**Task statement**.
Reproduce the data exactly, leaving nothing out.

**Extracted data**.
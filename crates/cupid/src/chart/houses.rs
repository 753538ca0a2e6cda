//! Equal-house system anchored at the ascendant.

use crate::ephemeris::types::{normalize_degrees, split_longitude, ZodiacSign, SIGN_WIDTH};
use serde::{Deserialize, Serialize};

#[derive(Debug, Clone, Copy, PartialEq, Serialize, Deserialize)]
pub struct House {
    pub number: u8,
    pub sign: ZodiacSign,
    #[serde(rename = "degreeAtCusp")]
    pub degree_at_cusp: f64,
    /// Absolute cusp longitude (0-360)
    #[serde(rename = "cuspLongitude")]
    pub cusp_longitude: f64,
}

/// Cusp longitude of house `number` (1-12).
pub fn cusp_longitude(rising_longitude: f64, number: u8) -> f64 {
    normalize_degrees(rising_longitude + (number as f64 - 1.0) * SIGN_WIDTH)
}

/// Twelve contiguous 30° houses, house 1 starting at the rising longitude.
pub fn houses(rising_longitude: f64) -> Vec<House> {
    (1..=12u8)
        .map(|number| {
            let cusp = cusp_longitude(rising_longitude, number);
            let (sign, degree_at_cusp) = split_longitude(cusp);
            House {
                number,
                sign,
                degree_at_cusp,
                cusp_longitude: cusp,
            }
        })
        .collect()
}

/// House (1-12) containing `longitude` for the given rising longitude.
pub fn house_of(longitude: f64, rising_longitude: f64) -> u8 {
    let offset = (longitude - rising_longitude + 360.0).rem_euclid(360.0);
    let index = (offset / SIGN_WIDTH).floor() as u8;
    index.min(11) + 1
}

**Response below**.
filename crates/cupid/src/chart/houses.rs
repository 753538ca0a2e6cda
//! Equal-house system anchored at the ascendant.

use crate::ephemeris::types::{normalize_degrees, split_longitude, ZodiacSign, SIGN_WIDTH};
use serde::{Deserialize, Serialize};

#[derive(Debug, Clone, Copy, PartialEq, Serialize, Deserialize)]
pub struct House {
    pub number: u8,
    pub sign: ZodiacSign,
    #[serde(rename = "degreeAtCusp")]
    pub degree_at_cusp: f64,
    /// Absolute cusp longitude (0-360)
    #[serde(rename = "cuspLongitude")]
    pub cusp_longitude: f64,
}

/// Cusp longitude of house `number` (1-12).
pub fn cusp_longitude(rising_longitude: f64, number: u8) -> f64 {
    normalize_degrees(rising_longitude + (number as f64 - 1.0) * SIGN_WIDTH)
}

/// Twelve contiguous 30° houses, house 1 starting at the rising longitude.
pub fn houses(rising_longitude: f64) -> Vec<House> {
    (1..=12u8)
        .map(|number| {
            let cusp = cusp_longitude(rising_longitude, number);
            let (sign, degree_at_cusp) = split_longitude(cusp);
            House {
                number,
                sign,
                degree_at_cusp,
                cusp_longitude: cusp,
            }
        })
        .collect()
}

/// House (1-12) containing `longitude` for the given rising longitude.
pub fn house_of(longitude: f64, rising_longitude: f64) -> u8 {
    let offset = (longitude - rising_longitude + 360.0).rem_euclid(360.0);
    let index = (offset / SIGN_WIDTH).floor() as u8;
    index.min(11) + 1
}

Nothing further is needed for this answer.